New Zealand Woman’s Weekly

THE TRUTH THE QUEEN TRIED TO HIDE

Princess Margaret’s fresh scandal

- Tony Powell

Plucking a thread off a jacket lapel. That’s all it took for the public to discover that Princess Margaret and royal aide Group Captain Peter Townsend were in the throes of a passionate romance.

It’s a famous story of thwarted love and heartbreak. The accepted version has Margaret pressured by the Establishm­ent to give him up to preserve her royal privileges.

But recently unearthed documents tell a rather different story – one of which strongly hints that the affair began when the princess was under age.

Hit television series The Crown vividly shows Margaret’s intimate gesture spotted by a journalist at the Queen’s coronation in 1953. His report went around the world, causing a scandal: Peter was divorced. It was supposedly unthinkabl­e that the Queen’s sister could marry him. And the Queen would have to give her consent until Margaret was 25. She was 22 at the time.

“The Queen was in an impossible position,” says a member of the royal household. “She always wanted to see her sister happy but, as head of the Church of England, she could not agree to Princess Margaret marrying a man who had been married before. Her uncle, Edward VIII, had to abdicate to marry divorcée Wallis Simpson.

“So the Queen did what she always does – she waited and asked her sister to do the same.”

Margaret held on until she was 25 and issued a statement. “I would like it to be known that I have decided not to marry Group Captain Peter Townsend,” she said.

“Mindful of the Church’s teaching that Christian marriage is indissolub­le… I have decided to put these considerat­ions before any others.”

It was put about that Margaret would lose her title and income – and Peter was not rich. He reinforced this in his 1978 autobiogra­phy, Time and Chance. He wrote, “I simply hadn’t the weight, I knew it, to counterbal­ance all she would have lost.”

In the book, he says he developed feelings for Margaret in 1951 but Craig Brown, author of a Margaret biography called Ma’am Darling, says the curator of a castle found its logbook for October 1947, when Margaret stayed – and in it a revelation that changes everything.

“As it happened, she had been accompanie­d on her overnight visit by Group Captain Peter Townsend, who was, at that time, an equerry to King George VI,” says Craig. “The log book clearly states that Townsend asked for his bedroom to be moved next to the princess’, the curator told me.”

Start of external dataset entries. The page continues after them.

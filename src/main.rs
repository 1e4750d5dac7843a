use gavel_engine::{
    dummy_data, AuctionEngine, AuctionService, DiskMedia, EngineConfig, MemoryStore, Reject,
    TokenRegistry, Topic,
};
use rust_decimal::Decimal;
use std::sync::Arc;
use tracing::info;

/// Scripted run of the engine against the in-memory store: one auctioneer,
/// two bidders racing, a live subscriber, and an explicit close.
#[tokio::main]
async fn main() -> Result<(), Box<dyn std::error::Error>> {
    dotenv::dotenv().ok();
    tracing_subscriber::fmt()
        .with_max_level(tracing::Level::INFO)
        // disable printing the name of the module in every log line.
        .with_target(false)
        .init();

    let registry = Arc::new(TokenRegistry::new());
    let owner_token = registry.issue(dummy_data::owner());
    let alice_token = registry.issue(dummy_data::bidder(1));
    let bob_token = registry.issue(dummy_data::bidder(2));

    let engine = Arc::new(AuctionEngine::new(
        Arc::new(MemoryStore::new()),
        EngineConfig::from_env(),
    ));
    let service = Arc::new(AuctionService::new(
        engine,
        registry,
        Arc::new(DiskMedia::new("uploads")),
    ));

    let posted = service
        .post_auction(&owner_token, dummy_data::new_auction_request())
        .await?;
    let auction_id = posted.auction_id.clone();

    let mut updates = service.subscribe(Topic::Auction(auction_id.clone()));
    let watcher = tokio::spawn(async move {
        while let Ok(snapshot) = updates.recv().await {
            info!(
                auction_id = %snapshot.auction_id,
                current_bid = %snapshot.current_bid,
                status = ?snapshot.status,
                version = snapshot.version,
                "update"
            );
        }
    });

    let mut bidders = Vec::new();
    for (token, base) in [(alice_token, 110u32), (bob_token, 115u32)] {
        let service = Arc::clone(&service);
        let auction_id = auction_id.clone();
        bidders.push(tokio::spawn(async move {
            for round in 0..5u32 {
                let amount = Decimal::from(base + round * 20);
                match service.place_bid(&token, &auction_id, amount).await {
                    Ok(snapshot) => info!(%amount, version = snapshot.version, "bid accepted"),
                    Err(Reject::BidTooLow) => info!(%amount, "outbid"),
                    Err(err) => info!(%amount, %err, "rejected"),
                }
            }
        }));
    }
    for bidder in bidders {
        bidder.await?;
    }

    let ended = service.end_auction(&owner_token, &auction_id).await?;
    info!(
        current_bid = %ended.current_bid,
        winner = ?ended.highest_bidder,
        "auction closed"
    );
    println!("{}", serde_json::to_string_pretty(&ended)?);

    drop(service);
    watcher.abort();
    Ok(())
}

Peter was 32, married and father to two sons. Margaret was just 17. They had known each other since she was 14 and she admitted to another friend that the romance developed earlier in 1947, when he chaperoned her on a three-month tour of Southern Africa.

“We rode together every morning in that wonderful country, in marvellous weather,” Margaret told her confidante. “That’s when I really fell in love with him.” However, a letter Margaret wrote to British Prime Minister Anthony Eden in 1955, the year she gave up Peter, shows she was having serious doubts. She tells the PM that she will not see Peter over the entire summer.

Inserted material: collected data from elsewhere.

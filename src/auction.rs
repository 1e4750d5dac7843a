use chrono::{DateTime, Utc};
use rust_decimal::Decimal;
use serde::{Deserialize, Serialize};

#[derive(Debug, Clone, Copy, PartialEq, Eq, Serialize, Deserialize)]
pub enum AuctionStatus {
    Active,
    Ended,
}

impl AuctionStatus {
    pub fn as_str(&self) -> &'static str {
        match self {
            AuctionStatus::Active => "Active",
            AuctionStatus::Ended => "Ended",
        }
    }
}

/// The identity that holds the current high bid.
#[derive(Debug, Clone, PartialEq, Eq, Serialize, Deserialize)]
pub struct Bidder {
    pub user_id: String,
    pub username: String,
}

/// One item up for auction. `version` bumps on every accepted mutation and
/// is the handle the store's compare-and-swap keys off.
#[derive(Debug, Clone, PartialEq)]
pub struct Auction {
    pub id: String,
    pub owner_id: String,
    pub owner_name: String,
    pub name: String,
    pub description: String,
    pub photo: Option<String>,
    pub start_price: Decimal,
    pub current_bid: Decimal,
    pub highest_bidder: Option<Bidder>,
    pub status: AuctionStatus,
    /// Informational only; nothing in the engine auto-closes on it.
    pub scheduled_close_time: DateTime<Utc>,
    pub version: u64,
}

impl Auction {
    pub fn snapshot(&self) -> AuctionSnapshot {
        AuctionSnapshot {
            auction_id: self.id.clone(),
            current_bid: self.current_bid,
            highest_bidder: self.highest_bidder.clone(),
            status: self.status,
            version: self.version,
        }
    }
}

/// Fields the auctioneer supplies when posting an item.
#[derive(Debug, Clone, PartialEq, Serialize, Deserialize)]
pub struct NewAuction {
    pub name: String,
    pub description: String,
    pub start_price: Decimal,
    pub scheduled_close_time: DateTime<Utc>,
    pub photo: Option<String>,
}

/// Immutable view of an auction's observable fields, used for read
/// responses and fan-out messages.
#[derive(Debug, Clone, PartialEq, Serialize, Deserialize)]
pub struct AuctionSnapshot {
    pub auction_id: String,
    pub current_bid: Decimal,
    pub highest_bidder: Option<Bidder>,
    pub status: AuctionStatus,
    pub version: u64,
}

/// Listing filter; `None` fields match everything.
#[derive(Debug, Clone, Default, PartialEq)]
pub struct AuctionFilter {
    pub owner_id: Option<String>,
    pub status: Option<AuctionStatus>,
}

impl AuctionFilter {
    pub fn by_owner(owner_id: &str) -> Self {
        AuctionFilter {
            owner_id: Some(owner_id.to_string()),
            status: None,
        }
    }

    pub fn matches(&self, auction: &Auction) -> bool {
        if let Some(owner_id) = &self.owner_id {
            if auction.owner_id != *owner_id {
                return false;
            }
        }
        if let Some(status) = self.status {
            if auction.status != status {
                return false;
            }
        }
        true
    }
}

“It is only by seeing him in this way that I feel I can properly decide whether I can marry him or not,” she writes. “The Queen of course knows I am writing to you about this, but of course no-one else does.”

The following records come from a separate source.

use crate::auction::{Auction, AuctionFilter, AuctionSnapshot, AuctionStatus, NewAuction};
use crate::config::EngineConfig;
use crate::error::Reject;
use crate::identity::Identity;
use crate::lifecycle;
use crate::notify::{Notifier, Topic};
use crate::store::{AuctionMutation, AuctionStore, StoreError};
use crate::validator;
use rust_decimal::Decimal;
use std::collections::HashMap;
use std::sync::{Arc, Mutex};
use tokio::sync::broadcast;
use tokio::time::timeout;
use tracing::{info, warn};

/// The concurrency coordinator. Every mutation of an auction runs inside
/// that auction's exclusive critical section, so the read/decide/commit
/// cycle is atomic per auction id while unrelated auctions proceed fully in
/// parallel. Accepted bids for one auction are therefore linearizable: the
/// sequence of `current_bid` values any reader observes is exactly the
/// admission order.
pub struct AuctionEngine {
    store: Arc<dyn AuctionStore>,
    notifier: Notifier,
    locks: Mutex<HashMap<String, Arc<tokio::sync::Mutex<()>>>>,
    config: EngineConfig,
}

fn reject_for(err: &StoreError) -> Reject {
    match err {
        StoreError::NotFound => Reject::NotFound,
        StoreError::Conflict => Reject::Contention,
        StoreError::Unavailable(_) => Reject::StorageUnavailable,
    }
}

fn transient(err: &StoreError) -> bool {
    matches!(err, StoreError::Conflict | StoreError::Unavailable(_))
}

impl AuctionEngine {
    pub fn new(store: Arc<dyn AuctionStore>, config: EngineConfig) -> Self {
        AuctionEngine {
            store,
            notifier: Notifier::new(config.notify_capacity),
            locks: Mutex::new(HashMap::new()),
            config,
        }
    }

    fn lock_for(&self, auction_id: &str) -> Arc<tokio::sync::Mutex<()>> {
        let mut locks = self.locks.lock().expect("lock table poisoned");
        locks
            .entry(auction_id.to_string())
            .or_insert_with(|| Arc::new(tokio::sync::Mutex::new(())))
            .clone()
    }

    /// Read/decide/commit under the auction's critical section. One
    /// transient failure (version conflict or storage hiccup) restarts the
    /// whole cycle; a second surfaces to the caller as retryable.
    async fn mutate(
        &self,
        auction_id: &str,
        decide: impl Fn(&Auction) -> Result<AuctionMutation, Reject>,
    ) -> Result<AuctionSnapshot, Reject> {
        let lock = self.lock_for(auction_id);
        let _guard = match timeout(self.config.lock_timeout, lock.lock()).await {
            Ok(guard) => guard,
            Err(_) => {
                warn!(auction_id, "timed out waiting for auction lock");
                return Err(Reject::Contention);
            }
        };

        let mut retried = false;
        loop {
            let auction = match self.store.get(auction_id).await {
                Ok(auction) => auction,
                Err(err) if transient(&err) && !retried => {
                    warn!(auction_id, error = %err, "load failed, retrying once");
                    retried = true;
                    continue;
                }
                Err(err) => return Err(reject_for(&err)),
            };

            let mutation = decide(&auction)?;

            match self
                .store
                .compare_and_swap(auction_id, auction.version, mutation)
                .await
            {
                Ok(updated) => {
                    let snapshot = updated.snapshot();
                    // Published before the guard drops so each subscriber's
                    // stream matches commit order. The send only buffers;
                    // slow subscribers cannot delay admission.
                    self.notifier.publish(&snapshot);
                    if snapshot.status == AuctionStatus::Ended {
                        // Ended is terminal, so the lock table only has to
                        // track live auctions. Waiters already hold their
                        // own Arc of this mutex and still serialize.
                        self.locks
                            .lock()
                            .expect("lock table poisoned")
                            .remove(auction_id);
                    }
                    return Ok(snapshot);
                }
                // The coordinator is the sole writer, so a conflict here
                // means a writer bypassed it. Guarded anyway.
                Err(err) if transient(&err) && !retried => {
                    warn!(auction_id, error = %err, "commit failed, retrying once");
                    retried = true;
                }
                Err(err) => return Err(reject_for(&err)),
            }
        }
    }

    pub async fn create_auction(
        &self,
        owner: &Identity,
        new: NewAuction,
    ) -> Result<AuctionSnapshot, Reject> {
        if new.start_price <= Decimal::ZERO {
            return Err(Reject::InvalidAmount);
        }
        match self.store.create(owner, new).await {
            Ok(auction) => {
                info!(auction_id = %auction.id, owner = %owner.username, "auction posted");
                Ok(auction.snapshot())
            }
            Err(err) => Err(reject_for(&err)),
        }
    }

    pub async fn place_bid(
        &self,
        auction_id: &str,
        bidder: &Identity,
        amount: Decimal,
    ) -> Result<AuctionSnapshot, Reject> {
        let accepted = self
            .mutate(auction_id, |auction| {
                validator::validate_bid(auction, amount, bidder)
            })
            .await?;
        info!(auction_id, bidder = %bidder.username, %amount, version = accepted.version, "bid accepted");
        Ok(accepted)
    }

    pub async fn end_auction(
        &self,
        auction_id: &str,
        requester: &Identity,
    ) -> Result<AuctionSnapshot, Reject> {
        let ended = self
            .mutate(auction_id, |auction| {
                lifecycle::authorize_end(auction, requester)
            })
            .await?;
        info!(auction_id, requester = %requester.username, "auction ended");
        Ok(ended)
    }

    pub async fn get_auction(&self, auction_id: &str) -> Result<AuctionSnapshot, Reject> {
        match self.store.get(auction_id).await {
            Ok(auction) => Ok(auction.snapshot()),
            Err(err) => Err(reject_for(&err)),
        }
    }

    pub async fn list_auctions(
        &self,
        filter: AuctionFilter,
    ) -> Result<Vec<AuctionSnapshot>, Reject> {
        match self.store.list(filter).await {
            Ok(auctions) => Ok(auctions.iter().map(Auction::snapshot).collect()),
            Err(err) => Err(reject_for(&err)),
        }
    }

    pub fn subscribe(&self, topic: Topic) -> broadcast::Receiver<AuctionSnapshot> {
        self.notifier.subscribe(topic)
    }
}

#[cfg(test)]
mod tests {
    use super::*;
    use crate::dummy_data;
    use crate::store::MemoryStore;

    #[tokio::test]
    async fn ended_auctions_leave_the_lock_table() {
        let engine = AuctionEngine::new(Arc::new(MemoryStore::new()), EngineConfig::default());
        let id = engine
            .create_auction(&dummy_data::owner(), dummy_data::new_auction_request())
            .await
            .unwrap()
            .auction_id;

        engine
            .place_bid(&id, &dummy_data::bidder(1), Decimal::from(150))
            .await
            .unwrap();
        assert!(engine.locks.lock().unwrap().contains_key(&id));

        engine.end_auction(&id, &dummy_data::owner()).await.unwrap();
        assert!(!engine.locks.lock().unwrap().contains_key(&id));

        // A bid after the prune takes a fresh entry and is still rejected.
        assert_eq!(
            engine
                .place_bid(&id, &dummy_data::bidder(2), Decimal::from(500))
                .await,
            Err(Reject::AuctionClosed)
        );
    }
}
//! # Gavel Engine
//!
//! Auction bidding engine: auctioneers list items, bidders compete with
//! strictly increasing bids, everyone observes the current high bid in near
//! real time.
//!
//! ## Architecture
//!
//! ```text
//! [caller] -> [service: authenticate] -> [engine: per-auction lock]
//!                                              |  load -> decide -> CAS
//!                                        [store]           [validator/lifecycle]
//!                                              |
//!                                        [notify: broadcast fan-out]
//! ```
//!
//! The engine serializes mutations per auction id, commits through the
//! store's compare-and-swap, and fans committed snapshots out over lossy
//! broadcast channels. Collaborators (persistence, authentication, media)
//! sit behind traits with generated mocks.

pub mod auction;
pub mod config;
pub mod dummy_data;
pub mod engine;
pub mod error;
pub mod identity;
pub mod lifecycle;
pub mod media;
pub mod notify;
pub mod service;
pub mod store;
pub mod validator;

// Re-exports for convenience
pub use auction::{Auction, AuctionFilter, AuctionSnapshot, AuctionStatus, Bidder, NewAuction};
pub use config::EngineConfig;
pub use engine::AuctionEngine;
pub use error::Reject;
pub use identity::{Authenticator, Identity, Role, TokenRegistry};
pub use media::{DiskMedia, MediaStore};
pub use notify::Topic;
pub use service::AuctionService;
pub use store::{AuctionMutation, AuctionStore, MemoryStore, PostgresStore, StoreError};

Margaret’s close friend and official biographer, Christophe­r Warwick, says, “This letter rewrites history because here you’ve got a very determined and confident young woman in control of the situation,” he says. “The perception was that she gave up the love of her life for duty and protocol, but this letter sets a question mark over that. It shows that the love, conceivabl­y, was not as strong as it was to begin with.” Only the Queen knows the full truth – and she will never reveal it.

Royal family friend Reinaldo Herrera says the Queen and Margaret always loved each other. “The Queen lost her most intimate companion,” he says of Margaret’s death in 2002.

“Never explaining anything to the world – what she feels or why she does what she does – is part of her greatness. But for a few minutes that day, as she stood by the steps of St. George’s Chapel at Windsor Castle, watching her sister’s coffin being borne away, her eyes betrayed her.”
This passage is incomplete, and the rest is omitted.